Both GFI Mail Essentials and Vamsoft's ORF can filter on the active directory.
Exchange 2003 introduced a new facility to filter email messages if the email address doesn't exist in the Active Directory. This will stop spammers from sending messages to non-valid addresses. The rejection is done at the SMTP level - so the email message isn't even delivered.
Enabling the Option on Exchange 2003
1) Expand ESM, Message Delivery.
2) Right click on "Message Delivery" and choose Properties.
3) Click on the tab "Recipient Filtering".
4) Enable the option "Filter Recipients who are not in the directory."
You then need to enable the Recipient Filter on the SMTP Server.
1) Still in ESM, Expand Admin Groups, , Server, , Protocols, SMTP.
2) Right click on SMTP Virtual Server and choose Properties.
3) Click on "Advanced" next to the IP address on the first tab.
4) With the IP address selected, choose "Edit".
5) Enable "Apply Recipient Filter".
6) Click Apply/OK until clear.
The ability for Exchange 2007 to drop email for unknown recipients is available as part of the anti-spam functionality, but is not enabled by default. The management control for anti-spam is only installed by default on the Edge role, for other roles (for example on a single server deployment) the anti-spam functionality needs to be installed by running a script.
Anti-spam Controls Installation.
1) In The Exchange Management Shell, change to the following directory (presuming default installation location) C:\Program Files\Microsoft\Exchange Server\Scripts
2) Use tab to select install-AntispamAgents.ps1 and press enter.
3) Once it has completed, restart the Exchange Management Console and go in to Organisation Configuration, Hub Transport and select the Anti-spam tab. If you cannot see the Anti-Spam tab then close the console and restart the Microsoft Exchange Transport Service.

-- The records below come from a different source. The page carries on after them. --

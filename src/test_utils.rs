use async_trait::async_trait;
use esm_broker::{
    ApiCredentials, Broker, BrokerError, LoginAutomator, LoginCredentials, LoginError,
    OrderPlacement, OrderRequest, Session, SessionGrant, SupportedBroker, Symbol, UserProfile,
};
use rust_decimal::Decimal;
use sqlx::SqlitePool;
use std::collections::{HashMap, HashSet, VecDeque};
use std::sync::Mutex;
use std::sync::atomic::{AtomicUsize, Ordering};
use std::time::Duration;

use crate::compliance::OrderIntent;

/// In-memory SQLite database with all migrations applied.
pub async fn setup_test_db() -> SqlitePool {
    let pool = SqlitePool::connect(":memory:").await.unwrap();
    sqlx::migrate!().run(&pool).await.unwrap();
    pool
}

pub fn test_api_credentials() -> ApiCredentials {
    ApiCredentials {
        api_key: "test_api_key".to_string(),
        api_secret: "test_api_secret".to_string(),
    }
}

pub fn test_login_credentials() -> LoginCredentials {
    LoginCredentials {
        user_id: "AB1234".to_string(),
        password: "password".to_string(),
        pin: "123456".to_string(),
    }
}

pub fn intent(
    symbol: &str,
    quantity: i64,
    order_type: esm_broker::OrderType,
    limit_price: Option<Decimal>,
    is_active: bool,
) -> OrderIntent {
    OrderIntent {
        symbol: symbol.to_string(),
        quantity,
        order_type,
        limit_price,
        is_active,
    }
}

/// Scripted placement result for one call.
#[derive(Debug, Clone)]
pub enum Reply {
    Transient,
    RateLimited,
    AuthRejected,
    Rejected(&'static str),
}

impl Reply {
    fn into_error(self) -> BrokerError {
        match self {
            Self::Transient => BrokerError::Transient {
                message: "connection reset".to_string(),
            },
            Self::RateLimited => BrokerError::RateLimited {
                message: "Too many requests".to_string(),
            },
            Self::AuthRejected => BrokerError::AuthRejected {
                message: "Incorrect `api_key` or `access_token`.".to_string(),
            },
            Self::Rejected(message) => BrokerError::Rejected {
                message: message.to_string(),
            },
        }
    }
}

/// Broker double that behaves like Kite for the calls the core makes.
///
/// Access tokens are accepted only while registered. Every accepted
/// request token exchange mints a fresh access token.
#[derive(Debug, Default)]
pub struct FakeBroker {
    pub profile_calls: AtomicUsize,
    pub session_calls: AtomicUsize,
    pub place_calls: AtomicUsize,
    pub ltp_calls: AtomicUsize,
    pub margin_calls: AtomicUsize,
    valid_access_tokens: Mutex<HashSet<String>>,
    request_tokens: Mutex<HashSet<String>>,
    profile_failures: AtomicUsize,
    issued: AtomicUsize,
    scripted: Mutex<HashMap<String, VecDeque<Reply>>>,
    ltp_scripted: Mutex<HashMap<String, VecDeque<Reply>>>,
    prices: Mutex<HashMap<String, Decimal>>,
    margins: Mutex<HashMap<String, Decimal>>,
    cash: Mutex<Option<Decimal>>,
    placed: Mutex<Vec<(String, OrderRequest)>>,
    place_delay: Mutex<Option<Duration>>,
}

impl FakeBroker {
    pub fn new() -> Self {
        Self::default()
    }

    pub fn accept_access_token(&self, token: &str) {
        self.valid_access_tokens
            .lock()
            .unwrap()
            .insert(token.to_string());
    }

    pub fn revoke_access_token(&self, token: &str) {
        self.valid_access_tokens.lock().unwrap().remove(token);
    }

    pub fn revoke_all_access_tokens(&self) {
        self.valid_access_tokens.lock().unwrap().clear();
    }

    pub fn accept_request_token(&self, token: &str) {
        self.request_tokens.lock().unwrap().insert(token.to_string());
    }

    pub fn fail_profile_transiently(&self, times: usize) {
        self.profile_failures.store(times, Ordering::SeqCst);
    }

    /// Queues replies for placements of `symbol`; once exhausted, placements
    /// succeed.
    pub fn script(&self, symbol: &str, replies: impl IntoIterator<Item = Reply>) {
        self.scripted
            .lock()
            .unwrap()
            .entry(symbol.to_string())
            .or_default()
            .extend(replies);
    }

    /// Queues replies for price lookups of `symbol`, ahead of the set price.
    pub fn script_ltp(&self, symbol: &str, replies: impl IntoIterator<Item = Reply>) {
        self.ltp_scripted
            .lock()
            .unwrap()
            .entry(symbol.to_string())
            .or_default()
            .extend(replies);
    }

    pub fn set_price(&self, symbol: &str, price: Decimal) {
        self.prices
            .lock()
            .unwrap()
            .insert(symbol.to_string(), price);
    }

    pub fn set_required_margin(&self, symbol: &str, margin: Decimal) {
        self.margins
            .lock()
            .unwrap()
            .insert(symbol.to_string(), margin);
    }

    pub fn set_available_cash(&self, cash: Decimal) {
        *self.cash.lock().unwrap() = Some(cash);
    }

    pub fn set_place_delay(&self, delay: Duration) {
        *self.place_delay.lock().unwrap() = Some(delay);
    }

    /// Successful placements as (access token used, request).
    pub fn placed(&self) -> Vec<(String, OrderRequest)> {
        self.placed.lock().unwrap().clone()
    }

    fn check_session(&self, session: &Session) -> Result<(), BrokerError> {
        if self
            .valid_access_tokens
            .lock()
            .unwrap()
            .contains(&session.access_token)
        {
            Ok(())
        } else {
            Err(Reply::AuthRejected.into_error())
        }
    }
}

#[async_trait]
impl Broker for FakeBroker {
    fn login_url(&self, api_key: &str) -> String {
        format!("https://kite.test/connect/login?v=3&api_key={api_key}")
    }

    async fn profile(&self, session: &Session) -> Result<UserProfile, BrokerError> {
        self.profile_calls.fetch_add(1, Ordering::SeqCst);

        let remaining = self.profile_failures.load(Ordering::SeqCst);
        if remaining > 0 {
            self.profile_failures.store(remaining - 1, Ordering::SeqCst);
            return Err(Reply::Transient.into_error());
        }

        self.check_session(session)?;
        Ok(UserProfile {
            user_id: "AB1234".to_string(),
            user_name: "Test User".to_string(),
        })
    }

    async fn generate_session(
        &self,
        _credentials: &ApiCredentials,
        request_token: &str,
    ) -> Result<SessionGrant, BrokerError> {
        self.session_calls.fetch_add(1, Ordering::SeqCst);

        if !self.request_tokens.lock().unwrap().contains(request_token) {
            return Err(BrokerError::AuthRejected {
                message: "Token is invalid or has expired.".to_string(),
            });
        }

        let n = self.issued.fetch_add(1, Ordering::SeqCst) + 1;
        let access_token = format!("access_{n}");
        self.accept_access_token(&access_token);

        Ok(SessionGrant {
            user_id: "AB1234".to_string(),
            access_token,
        })
    }

    async fn place_order(
        &self,
        session: &Session,
        order: &OrderRequest,
    ) -> Result<OrderPlacement, BrokerError> {
        let call = self.place_calls.fetch_add(1, Ordering::SeqCst) + 1;

        let delay = *self.place_delay.lock().unwrap();
        if let Some(delay) = delay {
            tokio::time::sleep(delay).await;
        }

        let symbol = order.symbol.to_string();
        let scripted = self
            .scripted
            .lock()
            .unwrap()
            .get_mut(&symbol)
            .and_then(VecDeque::pop_front);
        if let Some(reply) = scripted {
            return Err(reply.into_error());
        }

        self.check_session(session)?;

        self.placed
            .lock()
            .unwrap()
            .push((session.access_token.clone(), order.clone()));

        Ok(OrderPlacement {
            order_id: format!("ORDER_{call}"),
            symbol: order.symbol.clone(),
            placed_at: chrono::Utc::now(),
        })
    }

    async fn last_price(
        &self,
        session: &Session,
        symbol: &Symbol,
    ) -> Result<Decimal, BrokerError> {
        self.ltp_calls.fetch_add(1, Ordering::SeqCst);

        let scripted = self
            .ltp_scripted
            .lock()
            .unwrap()
            .get_mut(&symbol.to_string())
            .and_then(VecDeque::pop_front);
        if let Some(reply) = scripted {
            return Err(reply.into_error());
        }

        self.check_session(session)?;

        self.prices
            .lock()
            .unwrap()
            .get(&symbol.to_string())
            .copied()
            .ok_or_else(|| BrokerError::MissingField {
                action: "get ltp".to_string(),
                field: symbol.to_string(),
            })
    }

    async fn required_margin(
        &self,
        _session: &Session,
        order: &OrderRequest,
    ) -> Result<Decimal, BrokerError> {
        self.margin_calls.fetch_add(1, Ordering::SeqCst);
        self.margins
            .lock()
            .unwrap()
            .get(&order.symbol.to_string())
            .copied()
            .ok_or_else(|| Reply::Transient.into_error())
    }

    async fn available_cash(&self, _session: &Session) -> Result<Decimal, BrokerError> {
        (*self.cash.lock().unwrap()).ok_or_else(|| Reply::Transient.into_error())
    }

    fn to_supported_broker(&self) -> SupportedBroker {
        SupportedBroker::DryRun
    }
}

/// Login automator double with a call counter and optional delay.
#[derive(Debug)]
pub struct FakeLoginAutomator {
    pub calls: AtomicUsize,
    request_token: String,
    failure: Mutex<Option<LoginError>>,
    delay: Mutex<Duration>,
}

impl FakeLoginAutomator {
    pub fn succeeding(request_token: &str) -> Self {
        Self {
            calls: AtomicUsize::new(0),
            request_token: request_token.to_string(),
            failure: Mutex::new(None),
            delay: Mutex::new(Duration::ZERO),
        }
    }

    pub fn fail_with(&self, error: LoginError) {
        *self.failure.lock().unwrap() = Some(error);
    }

    pub fn set_delay(&self, delay: Duration) {
        *self.delay.lock().unwrap() = delay;
    }
}

#[async_trait]
impl LoginAutomator for FakeLoginAutomator {
    async fn login(
        &self,
        _login_url: &str,
        _credentials: &LoginCredentials,
    ) -> Result<String, LoginError> {
        self.calls.fetch_add(1, Ordering::SeqCst);

        let delay = *self.delay.lock().unwrap();
        tokio::time::sleep(delay).await;

        match self.failure.lock().unwrap().take() {
            Some(error) => Err(error),
            None => Ok(self.request_token.clone()),
        }
    }
}
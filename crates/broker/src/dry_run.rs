use async_trait::async_trait;
use rust_decimal::Decimal;
use std::sync::{
    Arc,
    atomic::{AtomicU64, Ordering},
};
use tracing::warn;

use crate::{
    ApiCredentials, Broker, BrokerError, OrderPlacement, OrderRequest, Session, SessionGrant,
    SupportedBroker, Symbol, UserProfile,
};

/// Broker for dry-run mode that logs operations without reaching the exchange
#[derive(Debug, Clone)]
pub struct DryRunBroker {
    order_counter: Arc<AtomicU64>,
}

impl DryRunBroker {
    pub fn new() -> Self {
        Self {
            order_counter: Arc::new(AtomicU64::new(1)),
        }
    }

    fn generate_order_id(&self) -> String {
        let id = self.order_counter.fetch_add(1, Ordering::SeqCst);
        format!("DRY_RUN_{id}")
    }
}

impl Default for DryRunBroker {
    fn default() -> Self {
        Self::new()
    }
}

#[async_trait]
impl Broker for DryRunBroker {
    fn login_url(&self, api_key: &str) -> String {
        format!("https://dry-run.invalid/connect/login?v=3&api_key={api_key}")
    }

    async fn profile(&self, _session: &Session) -> Result<UserProfile, BrokerError> {
        warn!("[DRY-RUN] Session check - every session is valid in dry-run mode");
        Ok(UserProfile {
            user_id: "DRYRUN".to_string(),
            user_name: "Dry Run".to_string(),
        })
    }

    async fn generate_session(
        &self,
        _credentials: &ApiCredentials,
        request_token: &str,
    ) -> Result<SessionGrant, BrokerError> {
        warn!("[DRY-RUN] Exchanging request token without contacting the broker");
        Ok(SessionGrant {
            user_id: "DRYRUN".to_string(),
            access_token: format!("dry_run_{request_token}"),
        })
    }

    async fn place_order(
        &self,
        _session: &Session,
        order: &OrderRequest,
    ) -> Result<OrderPlacement, BrokerError> {
        let order_id = self.generate_order_id();

        warn!(
            "[DRY-RUN] Would place order: {} {} x {} {} price={:?} (order_id: {})",
            order.transaction_type,
            order.quantity,
            order.symbol,
            order.order_type,
            order.price,
            order_id
        );

        Ok(OrderPlacement {
            order_id,
            symbol: order.symbol.clone(),
            placed_at: chrono::Utc::now(),
        })
    }

    async fn last_price(
        &self,
        _session: &Session,
        symbol: &Symbol,
    ) -> Result<Decimal, BrokerError> {
        warn!("[DRY-RUN] No market data for {symbol}");
        Err(BrokerError::Rejected {
            message: format!("no reference price for {symbol} in dry-run mode"),
        })
    }

    async fn required_margin(
        &self,
        _session: &Session,
        _order: &OrderRequest,
    ) -> Result<Decimal, BrokerError> {
        Ok(Decimal::ZERO)
    }

    async fn available_cash(&self, _session: &Session) -> Result<Decimal, BrokerError> {
        Ok(Decimal::MAX)
    }

    fn to_supported_broker(&self) -> SupportedBroker {
        SupportedBroker::DryRun
    }
}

Enable Recipient Filtering.
1) All of the anti-spam options are enabled by default. For now, disable them all except for recipient filtering.
2) Go in the the properties of recipient filtering and enable the option "Block messages sent to recipients not in the global address list" on the Blocked Recipients list. Apply/OK out.
3) Restart the Microsoft Exchange Transport Service again.